Open Positions - 2 PhDs in semantic web and systems biology

[Apologies for cross-posting]

 

The Digital Enterprise Research Institute (DERI), the Systems Biology
Ireland (SBI) Institute and the Regenerative Medicine Institute (REMEDI)
are looking for applicants for two PhD scholarships. The Structured PhD
Programme in Simulation Science is a new multi-institutional
collaborative Ph.D. programme involving University College Dublin,
Trinity College Dublin, Queen's University Belfast, National University
of Ireland Galway and is supported by the Irish Centre for High End
Computing.

 

Applications are now being accepted for these Fellowships.   Please send
application, including full CV and names of referees by email to Ms
Helena Deus (helena.deus@deri.org <mailto:helena.deus@deri.org> ).
Applications will be accepted up to 5 pm (GMT) on Monday October 31,
2011. Please also indicate to which of the projects you are applying. 

 


Project SSG -001: A Semantic Laboratory Information Management System
for Stem Cell Research


 

Supervisors: Prof. Frank Barry and Dr. Helena F. Deus (NUIG)


One of the most pressing needs in understanding stem cell
differentiation and accelerating its application to improving health
care is the ability to reuse and integrate experimental results with
existing biomedical data sources. This project will focus on the
development of a semantic web based computational methodology for the
integration of experimental results and public genomics, proteomics and
metabolomics datasets.

 

Description

Most modern laboratories engaged in stem cell research rely on several
methodologies for data collection and correlation. More often than not,
experimental results are stored in different, proprietary systems which
complicate its integration for the design of comprehensive biological
models. Even when there are attempts to create Laboratory Information
Management Systems (LIMS) as integration tools, the high heterogeneity
and frequent update of experimental data challenge automated
integration. The state of the art in the development of LIMS has relied
on relational or object databases with fixed schemas [1]. Such systems,
however, rarely enable the changes to the data model which would be
required to support capturing and recording novel experimental variables
[2].

Efforts to standardize "omics" databases have resulted in document
models such as e.g. the Minimum Information About a Microarray
Experiment (MIAME). Such standards facilitate reusing genomics data
across laboratories and experiments but they have become victims of
their own success - the challenge of reusing experimental data has been
complicated by the existence of too many standards to choose from [3].
Semantic web and Linked Data technologies can provide a solution for
this problem. By relying on a high level abstraction for representing
data, it becomes possible to cross-reference and disambiguate the
multitude of standards and data models to represent, e.g. proteomics
data [4].

This project will rely on devising and applying a solution to solve the
data integration problem in Stem Cell research through the development
of a Semantic Laboratory Information Management System (SLIMS). The
methodologies used will rely on semantic web and linked data
technologies to integrate and align proprietary data sources (where
experimental results are collected) with public proteomics, genomics and
metabolomics data sources available on the Web.

 


References


[1] Troshin,P.V. et al. (2008) Laboratory information management system
for membrane protein structure initiative--from gene to crystal.
Molecular Membrane Biology, 25, 639-652.

[2] Almeida,J.S. et al. (2006) Data integration gets "Sloppy". Nature
biotechnology, 24, 1070-1.

[3] Quackenbush,J. (2006) Standardizing the standards.
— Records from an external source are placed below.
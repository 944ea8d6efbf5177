//! Configuration validation.
//!
//! Rules:
//! - device.name_filter non-empty
//! - reconnect delays positive, multiplier > 1, cap >= base
//! - detection rates/windows positive, cadence and search bands ordered
//! - pulse plausibility band ordered
//! - buffer and sync sizes non-zero
//! - storage.db_path non-empty

use contracts::{PipelineConfig, TelemetryError};

/// Validate a parsed pipeline configuration.
///
/// Returns the first rule violation, or Ok(()).
pub fn validate(config: &PipelineConfig) -> Result<(), TelemetryError> {
    validate_device(config)?;
    validate_reconnect(config)?;
    validate_detection(config)?;
    validate_buffer(config)?;
    validate_sync(config)?;
    validate_storage(config)?;
    Ok(())
}

fn validate_device(config: &PipelineConfig) -> Result<(), TelemetryError> {
    if config.device.name_filter.trim().is_empty() {
        return Err(TelemetryError::config_validation(
            "device.name_filter",
            "name filter cannot be empty",
        ));
    }
    if config.device.scan_timeout_ms == 0 {
        return Err(TelemetryError::config_validation(
            "device.scan_timeout_ms",
            "scan timeout must be > 0",
        ));
    }
    Ok(())
}

fn validate_reconnect(config: &PipelineConfig) -> Result<(), TelemetryError> {
    let r = &config.reconnect;
    if r.base_delay_ms == 0 {
        return Err(TelemetryError::config_validation(
            "reconnect.base_delay_ms",
            "base delay must be > 0",
        ));
    }
    if r.multiplier <= 1.0 {
        return Err(TelemetryError::config_validation(
            "reconnect.multiplier",
            format!("multiplier must be > 1.0, got {}", r.multiplier),
        ));
    }
    if r.max_delay_ms < r.base_delay_ms {
        return Err(TelemetryError::config_validation(
            "reconnect.max_delay_ms",
            format!(
                "max delay ({}) must be >= base delay ({})",
                r.max_delay_ms, r.base_delay_ms
            ),
        ));
    }
    Ok(())
}

fn validate_detection(config: &PipelineConfig) -> Result<(), TelemetryError> {
    let d = &config.detection;
    if d.sample_rate_hz <= 0.0 {
        return Err(TelemetryError::config_validation(
            "detection.sample_rate_hz",
            format!("sample rate must be > 0, got {}", d.sample_rate_hz),
        ));
    }
    if d.window_seconds <= 0.0 {
        return Err(TelemetryError::config_validation(
            "detection.window_seconds",
            "analysis window must be > 0",
        ));
    }
    if d.analysis_interval_ms == 0 {
        return Err(TelemetryError::config_validation(
            "detection.analysis_interval_ms",
            "analysis interval must be > 0",
        ));
    }
    if d.frames_to_confirm == 0 {
        return Err(TelemetryError::config_validation(
            "detection.frames_to_confirm",
            "at least one confirming frame is required",
        ));
    }
    if d.min_cadence_hz >= d.max_cadence_hz {
        return Err(TelemetryError::config_validation(
            "detection.min_cadence_hz / detection.max_cadence_hz",
            format!(
                "cadence band must be ordered, got [{}, {}]",
                d.min_cadence_hz, d.max_cadence_hz
            ),
        ));
    }
    if d.band_low_hz <= 0.0 || d.band_low_hz >= d.band_high_hz {
        return Err(TelemetryError::config_validation(
            "detection.band_low_hz / detection.band_high_hz",
            format!(
                "search band must be positive and ordered, got [{}, {}]",
                d.band_low_hz, d.band_high_hz
            ),
        ));
    }
    // The band must be resolvable: anything above Nyquist aliases.
    if d.band_high_hz > d.sample_rate_hz / 2.0 {
        return Err(TelemetryError::config_validation(
            "detection.band_high_hz",
            format!(
                "band top ({}) exceeds Nyquist for sample rate {}",
                d.band_high_hz, d.sample_rate_hz
            ),
        ));
    }
    if d.ridge.scales < 2 {
        return Err(TelemetryError::config_validation(
            "detection.ridge.scales",
            "at least two scales are required to span the band",
        ));
    }
    if d.pulse.min_bpm >= d.pulse.max_bpm {
        return Err(TelemetryError::config_validation(
            "detection.pulse.min_bpm / detection.pulse.max_bpm",
            format!(
                "plausibility band must be ordered, got [{}, {}]",
                d.pulse.min_bpm, d.pulse.max_bpm
            ),
        ));
    }
    Ok(())
}

fn validate_buffer(config: &PipelineConfig) -> Result<(), TelemetryError> {
    let b = &config.buffer;
    if b.flush_interval_ms == 0 {
        return Err(TelemetryError::config_validation(
            "buffer.flush_interval_ms",
            "flush interval must be > 0",
        ));
    }
    if b.merge_window_ms < 0 {
        return Err(TelemetryError::config_validation(
            "buffer.merge_window_ms",
            "merge window cannot be negative",
        ));
    }
    if b.channel_capacity == 0 {
        return Err(TelemetryError::config_validation(
            "buffer.channel_capacity",
            "channel capacity must be > 0",
        ));
    }
    Ok(())
}

fn validate_sync(config: &PipelineConfig) -> Result<(), TelemetryError> {
    if config.sync.batch_size == 0 {
        return Err(TelemetryError::config_validation(
            "sync.batch_size",
            "batch size must be > 0",
        ));
    }
    Ok(())
}

fn validate_storage(config: &PipelineConfig) -> Result<(), TelemetryError> {
    if config.storage.db_path.trim().is_empty() {
        return Err(TelemetryError::config_validation(
            "storage.db_path",
            "database path cannot be empty",
        ));
    }
    Ok(())
}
Molecular Systems
Biology, 2, 2006.0010.

[4] Wang,X. et al. (2005) From XML to RDF: how semantic web technologies
will change the design of "omic" standards. Nature biotechnology, 23,
1099-103.

 


Project SSG -004: Understating Cell Signalling through Linked Data


Supervisors: Prof. Frank Barry and Dr. Helena F. Deus (NUIG), Prof.
Walter Kolch and Prof Boris Kholodenko (UCD)

 

Understanding and predicting protein-protein interactions (PPI) can have
a direct effect on our ability to therapeutically target the signalling
networks that ultimately regulate carcinogenic processes. This project
will focus on making use of Linked Data technologies to create multiple,
non-overlapping layers of information that can be used as inputs for
devising encompassing PPI prediction models.

 

 Description

Many cell processes such as proliferation and differentiation are
controlled by signalling cascades, i.e. chains of proteins responsible
for communicating signals from the surface of the cell to the nucleus,
effectively affecting protein transcription. One of the most important
signalling cascades in carcinogenesis is the ERK/MAPK pathway - it is
believed that mutations in the genes responsible for the proteins
involved in this pathway may lead normal cells to become cancer cells.
Recent research has revealed that such signal transduction pathways
appear to be organised as communication networks where information is
processed and integrated through relay stations formed by multi-protein
complexes [1]. Identifying the proteins involved in these signalling
cascades and understanding how they interact to produce a chain of
events is therefore a crucial step towards our ability to devise drugs
that restore normal activity in the cell.

 

Computational simulation methods have become a popular method for
predicting potential protein-protein interactions based on 3D protein
docking, domain-domain interactions or the co-evolution model. The
accuracy and predictive power of such computer models relies heavily on
the amount and quality of integrated information used as input [2]. The
current state of the art in devising such models relies on ad hoc
integration of the relevant information e.g. sequence and structure
information, to build a useful predictive model. Every additional layer
of information must be extracted, transformed and integrated separately
before it can be used as input. Alternatively, Linked Data can be used
as an integrative technology as it relies on the simple concept that
existing relationships between entities, such as proteins, can be
represented as a network where each individual entity is represented by
a node and its relationships to other entities in the graph, e.g. drugs
or other proteins, are represented by an arc. Moreover, both the
entities and the links established between them can be deferenced, i.e.
their description and associated properties can be automatically
retrieved from the Web to be used in the creation of new layers of
integrated information. Multiple studies have shown that these
technologies are suitable for integrating proteomics and genomics
experimental results [3-5]. 

 

In this project, Linked Data technologies will be weaved to represent
protein-protein interactions. The research focus will be on identifying
the type of relationships that are best used to represent both the
provenance of the interaction information (e.g. mass spectrometry,
co-upregulation, etc) and its probabilistic value in order to create
non-overlapping layers of information. Representing protein-protein
interaction data in this format will enable the creation of mathematical
constructs, e.g. adjacency matrixes that can be algebraically
manipulated to identify the topology of the protein-protein interaction
network. The advance beyond the state of the art will be the possibility
to enrich the predictive models with ad hoc layers of information such
as drug interactions and its effect on the network topology.



References


1. Kolch W: Coordinating ERK/MAPK signalling through scaffolds and
inhibitors. Nature Reviews Molecular Cell Biology 2005, 6:827-837.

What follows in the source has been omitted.